Borik-Heil Liliane, Endler Georg, Parson Walther, Zuckermann Andreas, Schnaller Lisa, Uyanik-Ünal Keziban, Jaksch Peter, Böhmig Georg, Cejka Daniel, Staufer Katharina, Hielle-Wittmann Elisabeth, Rasoul-Rockenschaub Susanne, Wolf Peter, Sunder-Plassmann Raute, Geusau Alexandra
Department of Dermatology, Medical University of Vienna, 1090 Vienna, Austria.
Department of Laboratory Medicine, Medical University of Vienna, 1090 Vienna, Austria.
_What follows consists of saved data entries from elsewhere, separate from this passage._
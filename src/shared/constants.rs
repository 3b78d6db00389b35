/// Maximum length of a mod name
pub const MAX_MOD_NAME_LENGTH: u64 = 200;

/// Maximum length of free-form notes on a car mod entry
pub const MAX_NOTES_LENGTH: u64 = 5000;

/// Maximum length of a category tag
pub const MAX_CATEGORY_LENGTH: u64 = 50;

// =============================================================================
// GARAGE CONSTANTS
// =============================================================================

/// Earliest model year accepted for a car
pub const MIN_CAR_YEAR: i32 = 1886;

/// Latest model year accepted for a car
pub const MAX_CAR_YEAR: i32 = 2100;

/// Maximum length of a car's make, model or color
pub const MAX_CAR_FIELD_LENGTH: u64 = 100;
pub mod car_mod_repository;

pub use car_mod_repository::{CarModRepository, PgCarModRepository};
Cancers (Basel). 2023 Jan 30;15(3):864. doi: 10.3390/cancers15030864.
The risk of keratinocyte cancer is determined by intrinsic and extrinsic factors, which also influence skin aging. Few studies have linked skin aging and UV exposure with the incidence of non-melanoma skin cancer (NMSC). We evaluated signs of actinic skin damage and aging, individual UV burden, and melanocortin-1 receptor () variants. A total of 194 organ transplant recipients (OTR) who suffered from NMSC were compared to 194 tumor-free controls matched for gender, age, type of transplanted organ, post-transplantation (TX) period, and immunosuppressive therapy. Compared with the cases, the controls scored higher in all skin aging scores and there were no differences in UV burden except for intentional whole-body UV exposure for specific UV scenarios and periods of life in favor of cases. The number of NMSCs correlated with all types of skin aging scores, the extent of intentional sun exposure, older age, longer post-TX period, shorter interval from TX to first NMSC, and specific risk groups. Multivariable models revealed a 7.5-fold risk of developing NMSC in individuals with actinic keratosis; 4.1- or 3.6-fold in those with green or blue eyes, respectively; and a 1.9-fold increased risk in the medium- + high-risk group. In the absence of skin aging contributing to NMSC development, certain risk types may identify OTR at risk for high tumor burden.
角质形成细胞癌的风险由内在和外在因素决定,这些因素也会影响皮肤衰老。很少有研究将皮肤衰老和紫外线暴露与非黑色素瘤皮肤癌(NMSC)的发病率联系起来。我们评估了光化性皮肤损伤和衰老的迹象、个体紫外线负担以及黑皮质素-1受体()变体。将总共194例患有NMSC的器官移植受者(OTR)与194例在性别、年龄、移植器官类型、移植后(TX)时期和免疫抑制治疗方面相匹配的无肿瘤对照进行比较。与病例组相比,对照组在所有皮肤衰老评分中得分更高,除了在特定紫外线场景和生活时期进行的有意全身紫外线暴露有利于病例组外,紫外线负担没有差异。NMSC的数量与所有类型的皮肤衰老评分、有意阳光暴露的程度、年龄较大、TX后时期较长、从TX到首次发生NMSC的间隔较短以及特定风险组相关。多变量模型显示,患有光化性角化病的个体发生NMSC的风险增加7.5倍;绿眼睛或蓝眼睛的个体分别增加4.1倍或3.6倍;中+高风险组的风险增加1.9倍。在没有皮肤衰老导致NMSC发生的情况下,某些风险类型可能会识别出具有高肿瘤负担风险的OTR。